▶ _PROBLEM TO WORK ON_: The answer must be every line below that holds the word "validator".

▶ _THE INPUT_:
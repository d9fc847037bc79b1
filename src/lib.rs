//! # Collate
//!
//! Declarative server-side listings for SQL tables.
//!
//! A listing declares which columns can be searched, sorted, filtered and exported. Each
//! client action (search, sort, resize, reset, export) submits a form body; Collate binds
//! it onto the listing's base state, screens every field name against the declaration and
//! runs the resulting parameterized query. Nothing the client sends ever reaches SQL text.
//!
//! ## Crates
//!
//! - [`params`] - form-body binding with typed coercion and input-safety limits
//! - [`core`] - field registry, query state, query planning, listing actions, export
//! - [`sqlite`] - SQLite store with the accent-folding `normalize()` SQL function
//!
//! ## Feature Flags
//!
//! - `sqlite` (default) - the [`sqlite`] module
//!
//! ## Quick Example
//!
//! ```no_run
//! use collate::prelude::*;
//!
//! #[derive(sqlx::FromRow)]
//! struct Person {
//!     name: String,
//! }
//!
//! # async fn run() -> Result<(), Box<dyn std::error::Error>> {
//! let registry = FieldRegistry::new()
//!     .search(FieldSpec::new("name"))
//!     .sort(FieldSpec::new("name"));
//! let store: SqliteStore<Person> = SqliteStore::connect("sqlite://people.db", "people").await?;
//! let listing = Listing::new("people", store, registry, QueryState::new(25));
//!
//! let page = listing.on_search(&FormBody::parse("search=jose")?).await?;
//! println!("{} of {}", page.filtered, page.total);
//! # Ok(())
//! # }
//! ```

pub use collate_core as core;
pub use collate_params as params;
#[cfg(feature = "sqlite")]
pub use collate_sqlite as sqlite;

pub use collate_core::{
	CollateError, CollateResult, CollateSettings, FieldKind, FieldRegistry, FieldSpec, Listing,
	ListingResult, ListingStore, QueryPlan, QueryState,
};
pub use collate_params::{BindLimits, FormBody};

/// Common imports
pub mod prelude {
	pub use collate_core::{
		Cell, CollateError, CollateResult, CollateSettings, CsvSink, Direction, ExportRow,
		FieldKind, FieldRegistry, FieldSpec, FilterEntry, FilterValue, Listing, ListingResult,
		ListingStore, QueryState, SpreadsheetSink,
	};
	pub use collate_params::{BindLimits, FormBody};

	#[cfg(feature = "sqlite")]
	pub use collate_sqlite::{SqliteStore, pool_options};
}
//! # collate-core
//!
//! Listing engine: turns declared fields plus client-submitted state into safe,
//! parameterized queries and keeps paging state consistent across actions.
//!
//! ## Overview
//!
//! - [`FieldRegistry`] declares the searchable, sortable, filterable and exported columns
//! - [`QueryState`] describes one view; [`SubmittedState`] binds a request body onto it
//! - [`AllowList`] screens every client-supplied field name
//! - [`normalize`] folds diacritics for accent-insensitive search
//! - [`QueryPlan`] turns a state into `sea-query` statements
//! - [`Listing`] runs the search, sort, resize, reset and export actions over a [`ListingStore`]
//!
//! Unknown field names and unsafe raw conditions never fail a request: they are dropped and
//! logged with `tracing::warn!`.
//!
//! ## Example
//!
//! ```
//! use collate_core::{AllowList, FieldKind, FieldRegistry, FieldSpec, QueryPlan, QueryState};
//! use collate_core::{CollateSettings, FilterEntry, FilterValue};
//!
//! let registry = FieldRegistry::new()
//!     .search(FieldSpec::new("name"))
//!     .filter(FieldSpec::new("active").column("is_active").kind(FieldKind::Boolean));
//!
//! let state = QueryState::new(10)
//!     .with_search("josé")
//!     .with_filter(FilterEntry::new("active", FilterValue::Boolean {
//!         checked: true,
//!         condition: String::new(),
//!     }))
//!     .with_filter(FilterEntry::new("1; DROP TABLE people", FilterValue::ZeroDate));
//!
//! let plan = QueryPlan::build(&state, &registry, &CollateSettings::default());
//! assert_eq!(plan.predicates.len(), 1);
//! assert!(plan.search.is_some());
//! assert!(!AllowList::new(&registry).validate("1; DROP TABLE people"));
//! ```

#![warn(missing_docs)]

pub mod error;
pub mod export;
pub mod field;
pub mod listing;
pub mod normalize;
pub mod plan;
pub mod settings;
pub mod state;
pub mod validator;

pub use error::{CollateError, CollateResult, ExportError};
pub use export::{
	Cell, CellStyle, CsvSink, ExportRow, ExportSummary, SpreadsheetSink, StyledCell, write_export,
};
pub use field::{FieldKind, FieldRegistry, FieldSpec, SelectOption};
pub use listing::{Listing, ListingResult, ListingStore};
pub use normalize::{NORMALIZE_FUNCTION, escape_like, fold_char, normalize};
pub use plan::{Predicate, QueryPlan, SafeCondition, SearchPredicate, ZERO_DATE};
pub use settings::CollateSettings;
pub use state::{
	Direction, FilterEntry, FilterInput, FilterValue, OrderTerm, Ordering, QueryState,
	SubmittedState,
};
pub use validator::AllowList;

▶ _TASK ANSWER_:
pub mod validator;
pub use validator::AllowList;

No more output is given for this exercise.